Abstract

Insects transport lipid for flight in the form of diacylglycerol-rich low density lipoproteins (low density lipophorin (LDLp)). A hybrid LDLp has been produced in vitro by using Locusta migratoria fat body, locust high density lipophorin, locust adipokinetic hormone, and Manduca sexta apolipophorin III (apoLp-III). The hybrid is similar in size and density to locust LDLp, contains several molecules of M. sexta apoLp-III, and lacks locust apoLp-III, as shown by immunochemical methods. Under the same conditions an apoLp-III from Thasus acutangulus is poorly incorporated into the locust lipoprotein.

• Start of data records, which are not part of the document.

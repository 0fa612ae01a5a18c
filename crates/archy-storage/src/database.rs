// SPDX-FileCopyrightText: 2026 Archy Contributors
// SPDX-License-Identifier: MIT OR Apache-2.0

//! Database connection management with PRAGMA setup, WAL mode, and lifecycle.
//!
//! All writes are serialized through tokio-rusqlite's single background thread.
//! Do NOT create additional Connection instances for writes.

use std::path::Path;
use std::time::Duration;

use async_trait::async_trait;
use tokio_rusqlite::Connection;
use tracing::debug;

use archy_core::{AdapterType, ArchyError, HealthStatus, PluginAdapter};

use crate::migrations::run_migrations;

/// Handle to the two-tier SQLite database.
///
/// Cloning is cheap: every clone talks to the same background writer thread,
/// which is what serializes check-and-set updates across concurrent callers.
#[derive(Clone)]
pub struct Database {
    conn: Connection,
}

impl Database {
    /// Open (or create) the database at `path` in WAL mode and run migrations.
    pub async fn open(path: &str) -> Result<Self, ArchyError> {
        Self::open_with(path, true).await
    }

    /// Open the database at `path`, choosing the journal mode explicitly.
    pub async fn open_with(path: &str, wal_mode: bool) -> Result<Self, ArchyError> {
        if let Some(parent) = Path::new(path).parent().filter(|p| !p.as_os_str().is_empty()) {
            std::fs::create_dir_all(parent).map_err(ArchyError::storage)?;
        }

        let conn = Connection::open(path).await.map_err(ArchyError::storage)?;
        let db = Self { conn };
        db.prepare(wal_mode).await?;
        debug!(path, wal_mode, "database opened");
        Ok(db)
    }

    /// Open a private in-memory database with the full schema applied.
    pub async fn open_in_memory() -> Result<Self, ArchyError> {
        let conn = Connection::open_in_memory()
            .await
            .map_err(ArchyError::storage)?;
        let db = Self { conn };
        db.prepare(false).await?;
        Ok(db)
    }

    async fn prepare(&self, wal_mode: bool) -> Result<(), ArchyError> {
        self.conn
            .call(move |conn| -> Result<(), ArchyError> {
                if wal_mode {
                    let mode: String = conn
                        .pragma_update_and_check(None, "journal_mode", "WAL", |row| row.get(0))
                        .map_err(ArchyError::storage)?;
                    debug!(journal_mode = %mode, "journal mode set");
                }
                conn.execute_batch(
                    "PRAGMA synchronous = NORMAL;
                     PRAGMA foreign_keys = ON;",
                )
                .map_err(ArchyError::storage)?;
                conn.busy_timeout(Duration::from_secs(5))
                    .map_err(ArchyError::storage)?;
                run_migrations(conn)
            })
            .await
            .map_err(flatten_call_err)
    }

    /// The underlying tokio-rusqlite connection.
    pub fn connection(&self) -> &Connection {
        &self.conn
    }

    /// Checkpoint the WAL and close the connection.
    pub async fn close(self) -> Result<(), ArchyError> {
        self.conn
            .call(|conn| -> Result<(), rusqlite::Error> {
                conn.execute_batch("PRAGMA wal_checkpoint(TRUNCATE);")?;
                Ok(())
            })
            .await
            .map_err(map_tr_err)?;
        self.conn.close().await.map_err(map_tr_err)?;
        debug!("database closed");
        Ok(())
    }
}

#[async_trait]
impl PluginAdapter for Database {
    fn name(&self) -> &str {
        "sqlite"
    }

    fn adapter_type(&self) -> AdapterType {
        AdapterType::Storage
    }

    async fn health_check(&self) -> Result<HealthStatus, ArchyError> {
        self.conn
            .call(|conn| -> Result<(), rusqlite::Error> {
                conn.execute_batch("SELECT 1;")?;
                Ok(())
            })
            .await
            .map_err(map_tr_err)?;
        Ok(HealthStatus::Healthy)
    }
}

/// Convert a tokio-rusqlite error carrying a plain rusqlite error.
pub fn map_tr_err(e: tokio_rusqlite::Error) -> ArchyError {
    ArchyError::Storage {
        source: Box::new(e),
    }
}

/// Unwrap an [`ArchyError`] raised inside a `call` closure; connection-level
/// failures become storage errors.
pub fn flatten_call_err(e: tokio_rusqlite::Error<ArchyError>) -> ArchyError {
    match e {
        tokio_rusqlite::Error::Error(inner) => inner,
        other => ArchyError::storage(other.to_string()),
    }
}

The role of apoLp-III as a recognition signal/activator of flight muscle lipoprotein lipase was assayed with labeled hybrid LDLp produced in vitro using M. sexta apoLp-III radiolabeled with 35S. In addition, hydrolysis of diacylglycerol was determined with lipid-labeled hybrid LDLp produced in vitro using [U-14C]glycerol incorporated into the diacylglycerol moiety. In vitro incubations of the labeled hybrid LDLp with L. migratoria flight muscles show that the lipase efficiently utilizes hybrid LDLp as a substrate and demonstrate that the carbohydrate moiety of locust apoLp-III (which is lacking in the M. sexta protein) is not required for interaction with the lipase. It also suggests that specific antigenic determinants of L. migratoria apoLp-III are not required for lipase activation since M. sexta apoLp-III lacks immunological cross-reactivity with L. migratoria apoLp-III.